use super::fixtures;
use anyhow::Result;
use std::collections::BTreeMap;
use tagwire_codec::BinaryCodec;
use tagwire_types::value::{Message, Value};

fn full_person() -> Result<Message> {
    let schema = fixtures::person_v1()?;
    let mut builder = schema.person.builder();
    builder
        .set(1, Value::Str(String::from("Ada")))
        .set(2, Value::I32(7))
        .set(3, Value::Str(String::from("ada@example.com")))
        .set(
            4,
            Value::List(vec![
                Value::Str(String::from("ops")),
                Value::Str(String::from("dev")),
            ]),
        )
        .set(
            5,
            Value::Map(BTreeMap::from([
                (Value::I32(1), Value::Str(String::from("a"))),
                (Value::I32(2), Value::Str(String::from("b"))),
            ])),
        )
        .set(6, Value::Enum(schema.role.value_by_name_err("ADMIN")?));
    Ok(builder.build())
}

#[test]
fn strict_round_trip_preserves_everything() -> Result<()> {
    let schema = fixtures::person_v1()?;
    let message = full_person()?;

    let codec = BinaryCodec::strict();
    let buf = codec.to_bytes(&message)?;
    let decoded = codec.from_bytes(&buf, &schema.person)?;

    assert_eq!(message, decoded);
    Ok(())
}

#[test]
fn serialize_reports_exact_byte_count() -> Result<()> {
    let message = full_person()?;

    let codec = BinaryCodec::strict();
    let mut buf = vec![];
    let w_len = codec.serialize(&mut buf, &message)?;
    assert_eq!(*w_len, buf.len());
    // STOP is included in the count.
    assert_eq!(buf.last(), Some(&0x00));
    Ok(())
}

#[test]
fn consecutive_envelopes_share_one_stream() -> Result<()> {
    let schema = fixtures::person_v1()?;
    let message = full_person()?;

    let codec = BinaryCodec::strict();
    let mut buf = vec![];
    codec.serialize(&mut buf, &message)?;
    codec.serialize(&mut buf, &message)?;

    let mut r = std::io::Cursor::new(&buf[..]);
    let first = codec.deserialize(&mut r, &schema.person)?;
    let second = codec.deserialize(&mut r, &schema.person)?;
    assert_eq!(first, message);
    assert_eq!(second, message);
    assert_eq!(r.position(), buf.len() as u64);
    Ok(())
}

■ TASK INSTRUCTIONS
Of all the entries above, retype exactly the lines from the line with "assert_eq!(message, decoded);" to the line with "let first = codec.deserialize(&mut", both included, and no others.

■ WRITTEN REPLY
    assert_eq!(message, decoded);
    Ok(())
}

#[test]
fn serialize_reports_exact_byte_count() -> Result<()> {
    let message = full_person()?;

    let codec = BinaryCodec::strict();
    let mut buf = vec![];
    let w_len = codec.serialize(&mut buf, &message)?;
    assert_eq!(*w_len, buf.len());
    // STOP is included in the count.
    assert_eq!(buf.last(), Some(&0x00));
    Ok(())
}

#[test]
fn consecutive_envelopes_share_one_stream() -> Result<()> {
    let schema = fixtures::person_v1()?;
    let message = full_person()?;

    let codec = BinaryCodec::strict();
    let mut buf = vec![];
    codec.serialize(&mut buf, &message)?;
    codec.serialize(&mut buf, &message)?;

    let mut r = std::io::Cursor::new(&buf[..]);
    let first = codec.deserialize(&mut r, &schema.person)?;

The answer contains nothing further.